La tesi sostenuta dai ricorrenti è che le somme fossero state corrisposte quale indennità risarcitoria, e non quale parte della retribuzione, e non dovessero pertanto essere assoggettate al tributo dell’Irpef.
1.1. L’Amministrazione finanziaria opponeva il silenzio rifiuto all’istanza proposta dai lavoratori.
2. I contribuenti impugnavano il rigetto tacito della loro istanza innanzi alla Commissione Tributaria Provinciale di Lecce, che lo respingeva.

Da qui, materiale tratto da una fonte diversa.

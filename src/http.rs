//! Transport primitives for REST API calls.
//!
//! The module exposes [`RestHttpClient`] alongside [`HttpRequest`] and [`HttpResponse`] so
//! downstream crates can plug in custom HTTP stacks. The client never retries, configures
//! TLS, or chooses proxies itself; those are the transport's concern. Implementations
//! return `Ok(None)` when a call completes without producing any response and
//! [`TransportError`] for failures before a status code was received.

// std
#[cfg(feature = "reqwest")] use std::ops::Deref;
// crates.io
#[cfg(feature = "reqwest")] use reqwest::header::{HeaderMap, RETRY_AFTER};
use time::format_description::well_known::Rfc2822;
// self
use crate::{_prelude::*, error::TransportError};
#[cfg(feature = "reqwest")] use crate::{config::ClientConfig, error::ConfigError};

/// Boxed future returned by [`RestHttpClient::send`].
pub type HttpFuture<'a> =
	Pin<Box<dyn Future<Output = Result<Option<HttpResponse>, TransportError>> + 'a + Send>>;

/// Abstraction over HTTP transports capable of executing REST API calls.
///
/// The trait is the client's only dependency on an HTTP stack. Implementations must be
/// `Send + Sync + 'static` so one transport can be shared by every clone of a client and
/// by the token manager, and the futures they return must be `Send` so calls can hop
/// executors.
pub trait RestHttpClient
where
	Self: 'static + Send + Sync,
{
	/// Executes `request`, honoring its timeout.
	fn send(&self, request: HttpRequest) -> HttpFuture<'_>;
}

/// HTTP verbs used by the REST API.
#[derive(Clone, Copy, Debug, PartialEq, Eq, Hash, Serialize, Deserialize)]
pub enum HttpMethod {
	/// `GET`
	Get,
	/// `POST`
	Post,
	/// `PUT`
	Put,
	/// `DELETE`
	Delete,
}
impl HttpMethod {
	/// Returns the wire name of the method.
	pub const fn as_str(self) -> &'static str {
		match self {
			HttpMethod::Get => "GET",
			HttpMethod::Post => "POST",
			HttpMethod::Put => "PUT",
			HttpMethod::Delete => "DELETE",
		}
	}
}
impl Display for HttpMethod {
	fn fmt(&self, f: &mut Formatter) -> FmtResult {
		f.write_str(self.as_str())
	}
}
#[cfg(feature = "reqwest")]
impl From<HttpMethod> for reqwest::Method {
	fn from(method: HttpMethod) -> Self {
		match method {
			HttpMethod::Get => reqwest::Method::GET,
			HttpMethod::Post => reqwest::Method::POST,
			HttpMethod::Put => reqwest::Method::PUT,
			HttpMethod::Delete => reqwest::Method::DELETE,
		}
	}
}

/// Fully resolved request handed to a [`RestHttpClient`].
#[derive(Clone, PartialEq)]
pub struct HttpRequest {
	/// HTTP verb.
	pub method: HttpMethod,
	/// Absolute target URL.
	pub url: Url,
	/// Complete header set, including `TOKEN_AUTH` and `Host` for authenticated calls.
	pub headers: BTreeMap<String, String>,
	/// Optional JSON body.
	pub body: Option<Value>,
	/// Upper bound on the whole exchange.
	pub timeout: Duration,
}
impl HttpRequest {
	/// Returns the header value for `name`, compared case-insensitively.
	pub fn header(&self, name: &str) -> Option<&str> {
		self.headers
			.iter()
			.find(|(key, _)| key.eq_ignore_ascii_case(name))
			.map(|(_, value)| value.as_str())
	}
}
impl Debug for HttpRequest {
	fn fmt(&self, f: &mut Formatter) -> FmtResult {
		let headers = self
			.headers
			.iter()
			.map(|(key, value)| {
				let shown = if key.eq_ignore_ascii_case(crate::client::TOKEN_AUTH_HEADER) {
					"<redacted>"
				} else {
					value.as_str()
				};

				(key.as_str(), shown)
			})
			.collect::<BTreeMap<_, _>>();

		f.debug_struct("HttpRequest")
			.field("method", &self.method)
			.field("url", &self.url.as_str())
			.field("headers", &headers)
			.field("has_body", &self.body.is_some())
			.field("timeout", &self.timeout)
			.finish()
	}
}

/// Raw response returned by a [`RestHttpClient`].
#[derive(Clone, Debug, Default, PartialEq, Eq)]
pub struct HttpResponse {
	/// HTTP status code.
	pub status: u16,
	/// Retry-After hint expressed as a relative duration.
	pub retry_after: Option<Duration>,
	/// Undecoded response body.
	pub body: Vec<u8>,
}
impl HttpResponse {
	/// Creates a response with a JSON body.
	pub fn json(status: u16, body: &Value) -> Self {
		Self { status, retry_after: None, body: body.to_string().into_bytes() }
	}

	/// Returns `true` for 2xx statuses.
	pub fn is_success(&self) -> bool {
		(200..300).contains(&self.status)
	}

	/// Parses the body as JSON; an empty body decodes to `null`.
	pub fn parse_json(&self) -> Result<Value> {
		if self.body.iter().all(u8::is_ascii_whitespace) {
			return Ok(Value::Null);
		}

		let parse_error = |source: serde_path_to_error::Error<serde_json::Error>| {
			Error::ResponseParse { source, status: Some(self.status) }
		};
		let mut de = serde_json::Deserializer::from_slice(&self.body);
		let value = serde_path_to_error::deserialize(&mut de).map_err(parse_error)?;

		// Trailing bytes after the document have no path; report them at the root.
		de.end().map_err(|e| {
			parse_error(serde_path_to_error::Error::new(serde_path_to_error::Track::new().path(), e))
		})?;

		Ok(value)
	}
}

/// Inserts `name: value`, replacing any existing header with the same name in any casing.
pub(crate) fn set_header(
	headers: &mut BTreeMap<String, String>,
	name: &str,
	value: impl Into<String>,
) {
	headers.retain(|key, _| !key.eq_ignore_ascii_case(name));
	headers.insert(name.to_owned(), value.into());
}

/// Thin wrapper around [`ReqwestClient`] so shared HTTP behavior lives in one place.
#[cfg(feature = "reqwest")]
#[derive(Clone, Default)]
pub struct ReqwestHttpClient(pub ReqwestClient);
#[cfg(feature = "reqwest")]
impl ReqwestHttpClient {
	/// Wraps an existing reqwest [`ReqwestClient`].
	pub fn with_client(client: ReqwestClient) -> Self {
		Self(client)
	}

	/// Builds a client honoring the configured proxy.
	pub fn from_config(config: &ClientConfig) -> Result<Self, ConfigError> {
		let mut builder = ReqwestClient::builder();

		if let Some(proxy) = &config.proxy {
			builder = builder.proxy(reqwest::Proxy::all(proxy.as_str())?);
		}

		Ok(Self(builder.build()?))
	}
}
#[cfg(feature = "reqwest")]
impl AsRef<ReqwestClient> for ReqwestHttpClient {
	fn as_ref(&self) -> &ReqwestClient {
		&self.0
	}
}
#[cfg(feature = "reqwest")]
impl Deref for ReqwestHttpClient {
	type Target = ReqwestClient;

	fn deref(&self) -> &Self::Target {
		&self.0
	}
}
#[cfg(feature = "reqwest")]
impl RestHttpClient for ReqwestHttpClient {
	fn send(&self, request: HttpRequest) -> HttpFuture<'_> {
		let client = self.0.clone();

		Box::pin(async move {
			let HttpRequest { method, url, headers, body, timeout } = request;
			let mut builder = client.request(method.into(), url);

			if let Ok(timeout) = std::time::Duration::try_from(timeout) {
				builder = builder.timeout(timeout);
			}
			for (name, value) in &headers {
				builder = builder.header(name.as_str(), value.as_str());
			}
			if let Some(body) = body {
				builder = builder.body(body.to_string());
			}

			let response = builder.send().await?;
			let status = response.status().as_u16();
			let retry_after = parse_retry_after(response.headers());
			let body = response.bytes().await?.to_vec();

			Ok(Some(HttpResponse { status, retry_after, body }))
		})
	}
}

#[cfg(feature = "reqwest")]
fn parse_retry_after(headers: &HeaderMap) -> Option<Duration> {
	let raw = headers.get(RETRY_AFTER)?.to_str().ok()?.trim();

	parse_retry_after_value(raw, OffsetDateTime::now_utc())
}

#[cfg_attr(not(feature = "reqwest"), allow(dead_code))]
fn parse_retry_after_value(raw: &str, now: OffsetDateTime) -> Option<Duration> {
	if let Ok(secs) = raw.parse::<u32>() {
		return Some(Duration::seconds(secs.into()));
	}

	let moment = OffsetDateTime::parse(raw, &Rfc2822).ok()?;
	let delta = moment - now;

	delta.is_positive().then_some(delta)
}
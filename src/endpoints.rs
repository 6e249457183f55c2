//! Region-aware endpoint construction.
//!
//! Every authenticated call targets `{scheme}://rest.{region}.{domain}` and carries
//! `Host: {region}.{domain}`; login always goes through the production region. The account
//! region is only known after a successful login, so callers resolve it through the token
//! manager on every call instead of caching URLs here.

// self
use crate::{_prelude::*, auth::RegionId, error::ConfigError};

/// Vendor API domain.
pub const DEFAULT_DOMAIN: &str = "immedia-semi.com";
/// Scheme used for every call.
pub const DEFAULT_SCHEME: &str = "https";

/// Endpoint layout of the REST API.
#[derive(Clone, Debug, PartialEq, Eq, Serialize, Deserialize)]
#[serde(default)]
pub struct Endpoints {
	/// URL scheme (`https` in production).
	pub scheme: String,
	/// Domain suffix shared by all regional hosts.
	pub domain: String,
	/// Region hosting the login endpoint.
	pub login_region: RegionId,
	/// Fixed origin that replaces the regional hosts (mock servers, forward proxies).
	///
	/// The region-qualified `Host` header is still sent.
	pub origin_override: Option<Url>,
}
impl Endpoints {
	/// Routes every request to `origin` while keeping the vendor host headers.
	pub fn with_origin_override(mut self, origin: Url) -> Self {
		self.origin_override = Some(origin);

		self
	}

	/// Overrides the domain suffix.
	pub fn with_domain(mut self, domain: impl Into<String>) -> Self {
		self.domain = domain.into();

		self
	}

	/// Login endpoint: `{scheme}://rest.{login_region}.{domain}/login`.
	pub fn login_url(&self) -> Result<Url, ConfigError> {
		self.resolve(&self.login_region, ["login"])
	}

	/// `Host` header value for login calls.
	pub fn login_host(&self) -> String {
		self.host(&self.login_region)
	}

	/// Base URL for authenticated calls in `region`.
	pub fn base_url(&self, region: &RegionId) -> Result<Url, ConfigError> {
		match &self.origin_override {
			Some(origin) => Ok(origin.clone()),
			None => {
				let raw = format!("{}://rest.{region}.{}", self.scheme, self.domain);

				Url::parse(&raw).map_err(|source| ConfigError::InvalidUrl { url: raw, source })
			},
		}
	}

	/// `Host` header value for authenticated calls in `region`.
	pub fn host(&self, region: &RegionId) -> String {
		format!("{region}.{}", self.domain)
	}

	/// Appends already-rendered path segments to the base URL for `region`.
	pub fn resolve<I, S>(&self, region: &RegionId, segments: I) -> Result<Url, ConfigError>
	where
		I: IntoIterator<Item = S>,
		S: AsRef<str>,
	{
		let mut url = self.base_url(region)?;
		let shown = url.to_string();

		url.path_segments_mut()
			.map_err(|_| ConfigError::InvalidOrigin { url: shown })?
			.pop_if_empty()
			.extend(segments);

		Ok(url)
	}

	/// Checks the layout can produce valid URLs.
	pub fn validate(&self) -> Result<(), ConfigError> {
		if let Some(origin) = self.origin_override.as_ref().filter(|url| url.cannot_be_a_base()) {
			return Err(ConfigError::InvalidOrigin { url: origin.to_string() });
		}

		self.login_url().map(|_| ())
	}
}
impl Default for Endpoints {
	fn default() -> Self {
		Self {
			scheme: DEFAULT_SCHEME.into(),
			domain: DEFAULT_DOMAIN.into(),
			login_region: RegionId::production(),
			origin_override: None,
		}
	}
}
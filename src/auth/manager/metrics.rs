//! In-process login counters read through [`TokenManager::metrics`](super::TokenManager::metrics).

// std
use std::sync::atomic::{AtomicU64, Ordering};
// self
use crate::_prelude::*;

/// Copy of the [`LoginMetrics`] counters at one moment.
#[derive(Clone, Copy, Debug, Default, PartialEq, Eq, Serialize)]
pub struct LoginCounts {
	/// `POST /login` requests sent.
	pub attempts: u64,
	/// Logins that installed a session.
	pub successes: u64,
	/// Logins that ended in an error.
	pub failures: u64,
}

/// Counters shared by every caller of one token manager.
///
/// Only requests sent to the login endpoint count; sessions served from the cache, including
/// the ones a waiter picks up after another caller renewed, leave the counters unchanged.
#[derive(Debug, Default)]
pub struct LoginMetrics {
	sent: AtomicU64,
	accepted: AtomicU64,
	rejected: AtomicU64,
}
impl LoginMetrics {
	/// Login requests sent so far.
	pub fn attempts(&self) -> u64 {
		self.sent.load(Ordering::Relaxed)
	}

	/// Logins that installed a session.
	pub fn successes(&self) -> u64 {
		self.accepted.load(Ordering::Relaxed)
	}

	/// Logins rejected by the server or lost in transport.
	pub fn failures(&self) -> u64 {
		self.rejected.load(Ordering::Relaxed)
	}

	/// Reads every counter; a login finishing concurrently may show up in only some fields.
	pub fn snapshot(&self) -> LoginCounts {
		LoginCounts {
			attempts: self.attempts(),
			successes: self.successes(),
			failures: self.failures(),
		}
	}

	pub(crate) fn record_attempt(&self) {
		self.sent.fetch_add(1, Ordering::Relaxed);
	}

	pub(crate) fn record_outcome<T>(&self, result: &Result<T>) {
		let counter = if result.is_ok() { &self.accepted } else { &self.rejected };

		counter.fetch_add(1, Ordering::Relaxed);
	}
}

#[cfg(test)]
mod tests {
	// self
	use super::*;

	#[test]
	fn outcomes_split_into_successes_and_failures() {
		let metrics = LoginMetrics::default();

		metrics.record_attempt();
		metrics.record_outcome(&Ok(()));
		metrics.record_attempt();
		metrics.record_outcome::<()>(&Err(Error::AuthenticationFailed { message: "nope".into() }));
		metrics.record_attempt();

		assert_eq!(metrics.snapshot(), LoginCounts { attempts: 3, successes: 1, failures: 1 });
	}
}
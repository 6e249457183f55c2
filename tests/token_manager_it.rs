mod common;

// std
use std::sync::Arc;
// crates.io
use serde_json::json;
use time::{Duration, OffsetDateTime};
// self
use blink_rest::{
	ClientConfig, Error, TokenManager,
	auth::{Region, RegionId, Session, Token},
};
use common::FakeHttpClient;

fn manager(transport: &Arc<FakeHttpClient>) -> Arc<TokenManager<FakeHttpClient>> {
	let manager =
		TokenManager::new(common::credentials(), ClientConfig::default(), Arc::clone(transport))
			.expect("Default config should validate.");

	Arc::new(manager)
}

fn session_expiring_in(remaining: Duration) -> Session {
	let ttl = Duration::minutes(5);
	let issued_at = OffsetDateTime::now_utc() - ttl + remaining;

	Session::new(
		Token::new("seeded", issued_at, ttl),
		Region {
			id: RegionId::new("prsg").expect("Seeded region should be valid."),
			name: "Singapore".into(),
		},
	)
}

#[tokio::test(flavor = "multi_thread", worker_threads = 4)]
async fn concurrent_callers_share_one_login() {
	let transport = FakeHttpClient::with_login_delay(std::time::Duration::from_millis(50));
	let manager = manager(&transport);
	let handles = (0..16)
		.map(|_| {
			let manager = Arc::clone(&manager);

			tokio::spawn(async move { manager.current_token().await })
		})
		.collect::<Vec<_>>();
	let mut tokens = Vec::with_capacity(handles.len());

	for handle in handles {
		tokens.push(
			handle
				.await
				.expect("Caller task should not panic.")
				.expect("Every caller should receive a token."),
		);
	}

	assert_eq!(transport.logins(), 1);
	assert!(tokens.iter().all(|token| token.value.expose() == "token-1"));
	assert!(tokens.windows(2).all(|pair| pair[0] == pair[1]));
	assert_eq!(manager.metrics().attempts(), 1);
}

#[tokio::test]
async fn tokens_inside_the_margin_are_renewed() {
	let transport = FakeHttpClient::new();
	let manager = manager(&transport);

	manager.install_session(session_expiring_in(Duration::seconds(20)));

	let token = manager.current_token().await.expect("Fresh seeded token should be served.");

	assert_eq!(token.value.expose(), "seeded");
	assert_eq!(transport.logins(), 0);

	manager.install_session(session_expiring_in(Duration::seconds(5)));

	let token = manager.current_token().await.expect("Stale seeded token should be renewed.");

	assert_eq!(token.value.expose(), "token-1");
	assert_eq!(transport.logins(), 1);
	assert_eq!(
		manager.current_region().await.expect("Region should follow the renewal.").as_ref(),
		"prde"
	);
}

#[tokio::test]
async fn expired_tokens_are_renewed_and_invalidate_forces_login() {
	let transport = FakeHttpClient::new();
	let manager = manager(&transport);

	manager.install_session(session_expiring_in(Duration::seconds(-30)));
	manager.current_session().await.expect("Expired token should be renewed.");
	manager.invalidate();

	let session = manager.current_session().await.expect("Invalidated session should be renewed.");

	assert_eq!(session.token.value.expose(), "token-2");
	assert_eq!(transport.logins(), 2);

	let forced = manager.renew().await.expect("Forced renewal should succeed.");

	assert_eq!(forced.token.value.expose(), "token-3");
}

#[tokio::test(flavor = "multi_thread", worker_threads = 2)]
async fn waiters_retry_after_a_failed_login() {
	let transport = FakeHttpClient::with_login_delay(std::time::Duration::from_millis(20));
	let manager = manager(&transport);

	transport.reply_to_login(200, json!({ "message": "Invalid credentials" }));

	let first = tokio::spawn({
		let manager = Arc::clone(&manager);

		async move { manager.current_token().await }
	});
	let second = tokio::spawn({
		let manager = Arc::clone(&manager);

		async move { manager.current_token().await }
	});

	for handle in [first, second] {
		assert!(matches!(
			handle.await.expect("Caller task should not panic."),
			Err(Error::AuthenticationFailed { .. })
		));
	}

	assert_eq!(transport.logins(), 2);
	assert_eq!(manager.metrics().failures(), 2);
	assert!(manager.session().is_none());
}

#[tokio::test]
async fn login_request_targets_the_production_host() {
	let transport = FakeHttpClient::new();
	let manager = manager(&transport);

	manager.current_token().await.expect("Login should succeed.");

	let logins = transport.login_requests();
	let login = logins.first().expect("Login request should be recorded.");

	assert_eq!(login.url.as_str(), "https://rest.prod.immedia-semi.com/login");
	assert_eq!(login.header("Host"), Some("prod.immedia-semi.com"));
	assert_eq!(
		login.body,
		Some(json!({
			"email": "owner@example.com",
			"password": "hunter2",
			"client_specifier": "iPhone 9.2 | 2.2 | 222",
		}))
	);
	assert!(login.header("TOKEN_AUTH").is_none());
}

#[test]
fn managers_reject_configs_that_renew_on_every_call() {
	let transport = FakeHttpClient::new();
	let config = ClientConfig::default()
		.with_token_ttl(Duration::seconds(10))
		.with_near_expiry_margin(Duration::seconds(10));
	let result = TokenManager::<FakeHttpClient>::new(common::credentials(), config, transport);

	assert!(matches!(result, Err(Error::Config(_))));
}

3. I lavoratori spiegavano appello avverso la pronuncia sfavorevole conseguita all’esito del primo grado del giudizio, innanzi alla Commissione Tributaria Regionale della Puglia, che riformava la decisione di primo grado ed affermava invece che il rimborso dell’Irpef competesse ai
4. L’Agenzia delle Entrate ha proposto ricorso per cassazione, avverso la pronuncia adottata dalla CTR, affidandosi ad un motivo di impugnazione. I lavoratori ricevevano notifica del ricorso, consegnato in data 25.1.2018 a mezzo PEC, presso i difensori costituiti in grado di appello, ma non hanno svolto difese nel giudizio di legittimità.
Ragioni della decisione
1. Con il suo motivo di ricorso, proposto ai sensi dell’art. 360, primo comma, 3, cod. proc. civ., l’Amministrazione finanziaria contesta la violazione dell’art. 24 del Rdl n. 1918 del 1937, come conv., in combinato disposto con l’art. 82 del Dpr n. 597 del 1973 e l’art. 42 del Dpr n. 601 del 1973, nonché dell’art. 6 del Dpr n. 917 del 1986 perché, diversamente da quanto ritenuto dai giudici dell’appello, le somme corrisposte in conseguenza del mancato godimento di riposi giornalieri e settimanali devono essere assoggettate ad imposizione ai fini Irpef.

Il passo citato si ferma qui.